- [WORK TASK] Where the line with "bus behind it." appears below, start writing out lines exactly, and finish with the line with "let config = test_config();", which is included; write out nothing else.

- [STUDY MATERIAL]
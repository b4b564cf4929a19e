#![allow(dead_code)]

use std::sync::Arc;
use std::time::Duration;

use axum::body::Body;
use axum::http::header::CONTENT_TYPE;
use axum::http::{HeaderName, Method, Request, StatusCode};
use axum::response::Response;
use axum::Router;
use http_body_util::BodyExt;
use tower::ServiceExt;
use tower_http::catch_panic::CatchPanicLayer;
use tower_http::cors::CorsLayer;
use tower_http::request_id::{MakeRequestUuid, PropagateRequestIdLayer, SetRequestIdLayer};
use tower_http::timeout::TimeoutLayer;
use tower_http::trace::{DefaultMakeSpan, DefaultOnResponse, TraceLayer};
use tracing::Level;

use modular_api::config::ServerConfig;
use modular_api::routes;
use modular_api::state::AppState;
use modular_events::{BusConfig, EventBus, EventStore};

/// Everything a test needs to drive the API and inspect the bus behind it.
pub struct TestApp {
    pub router: Router,
    pub bus: Arc<EventBus>,
    pub store: EventStore,
}

impl TestApp {
    /// A fresh router sharing this app's state.
    pub fn app(&self) -> Router {
        self.router.clone()
    }
}

/// Build a test `ServerConfig` with safe defaults.
pub fn test_config() -> ServerConfig {
    ServerConfig {
        host: "127.0.0.1".to_string(),
        port: 0,
        database_url: "sqlite::memory:".to_string(),
        database_max_connections: 1,
        ..ServerConfig::default()
    }
}

/// Build the full application over a fresh in-memory database with a
/// running bus.
///
/// Mirrors the router construction in `main.rs` so integration tests
/// exercise the same middleware stack production uses.
pub async fn build_test_app() -> TestApp {
    let pool = modular_db::create_memory_pool().await.unwrap();
    modular_db::run_migrations(&pool).await.unwrap();

    let store = EventStore::new(pool);
    let bus = Arc::new(EventBus::with_store(BusConfig::default(), store.clone()));
    assert!(bus.start());

    let state = AppState {
        store: store.clone(),
        bus: Arc::clone(&bus),
    };

    let config = test_config();
    let origins: Vec<_> = config
        .cors_origins
        .iter()
        .map(|o| o.parse().unwrap())
        .collect();
    let cors = CorsLayer::new()
        .allow_origin(origins)
        .allow_methods([Method::GET, Method::POST])
        .allow_headers([CONTENT_TYPE])
        .max_age(Duration::from_secs(3600));

    let request_id_header = HeaderName::from_static("x-request-id");

    let router = Router::new()
        .merge(routes::health::router())
        .nest("/api", routes::api_routes())
        .layer(CatchPanicLayer::new())
        .layer(TimeoutLayer::with_status_code(
            StatusCode::REQUEST_TIMEOUT,
            Duration::from_secs(config.request_timeout_secs),
        ))
        .layer(PropagateRequestIdLayer::new(request_id_header.clone()))
        .layer(
            TraceLayer::new_for_http()
                .make_span_with(DefaultMakeSpan::new().level(Level::INFO))
                .on_response(DefaultOnResponse::new().level(Level::INFO)),
        )
        .layer(SetRequestIdLayer::new(request_id_header, MakeRequestUuid))
        .layer(cors)
        .with_state(state);

    TestApp { router, bus, store }
}

// ---------------------------------------------------------------------------
// Request helpers
// ---------------------------------------------------------------------------

pub async fn get(app: Router, uri: &str) -> Response {
    let request = Request::builder()
        .method(Method::GET)
        .uri(uri)
        .body(Body::empty())
        .unwrap();
    app.oneshot(request).await.unwrap()
}

pub async fn post_json(app: Router, uri: &str, body: serde_json::Value) -> Response {
    post_raw(app, uri, body.to_string()).await
}

/// POST an arbitrary string as `application/json`.
pub async fn post_raw(app: Router, uri: &str, body: impl Into<String>) -> Response {
    let request = Request::builder()
        .method(Method::POST)
        .uri(uri)
        .header(CONTENT_TYPE, "application/json")
        .body(Body::from(body.into()))
        .unwrap();
    app.oneshot(request).await.unwrap()
}

/// Collect a response body and parse it as JSON.
pub async fn body_json(response: Response) -> serde_json::Value {
    let bytes = response.into_body().collect().await.unwrap().to_bytes();
    serde_json::from_slice(&bytes).unwrap()
}

/// Wait until the stored event `id` is flagged processed.
pub async fn wait_processed(store: &EventStore, id: &str) {
    let deadline = tokio::time::Instant::now() + Duration::from_secs(5);
    loop {
        if store.get(id).await.is_some_and(|e| e.processed) {
            return;
        }
        assert!(
            tokio::time::Instant::now() < deadline,
            "event {id} not processed in time"
        );
        tokio::time::sleep(Duration::from_millis(10)).await;
    }
}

- [WRITTEN ANSWER]
/// Everything a test needs to drive the API and inspect the bus behind it.
pub struct TestApp {
    pub router: Router,
    pub bus: Arc<EventBus>,
    pub store: EventStore,
}

impl TestApp {
    /// A fresh router sharing this app's state.
    pub fn app(&self) -> Router {
        self.router.clone()
    }
}

/// Build a test `ServerConfig` with safe defaults.
pub fn test_config() -> ServerConfig {
    ServerConfig {
        host: "127.0.0.1".to_string(),
        port: 0,
        database_url: "sqlite::memory:".to_string(),
        database_max_connections: 1,
        ..ServerConfig::default()
    }
}

/// Build the full application over a fresh in-memory database with a
/// running bus.
///
/// Mirrors the router construction in `main.rs` so integration tests
/// exercise the same middleware stack production uses.
pub async fn build_test_app() -> TestApp {
    let pool = modular_db::create_memory_pool().await.unwrap();
    modular_db::run_migrations(&pool).await.unwrap();

    let store = EventStore::new(pool);
    let bus = Arc::new(EventBus::with_store(BusConfig::default(), store.clone()));
    assert!(bus.start());

    let state = AppState {
        store: store.clone(),
        bus: Arc::clone(&bus),
    };

    let config = test_config();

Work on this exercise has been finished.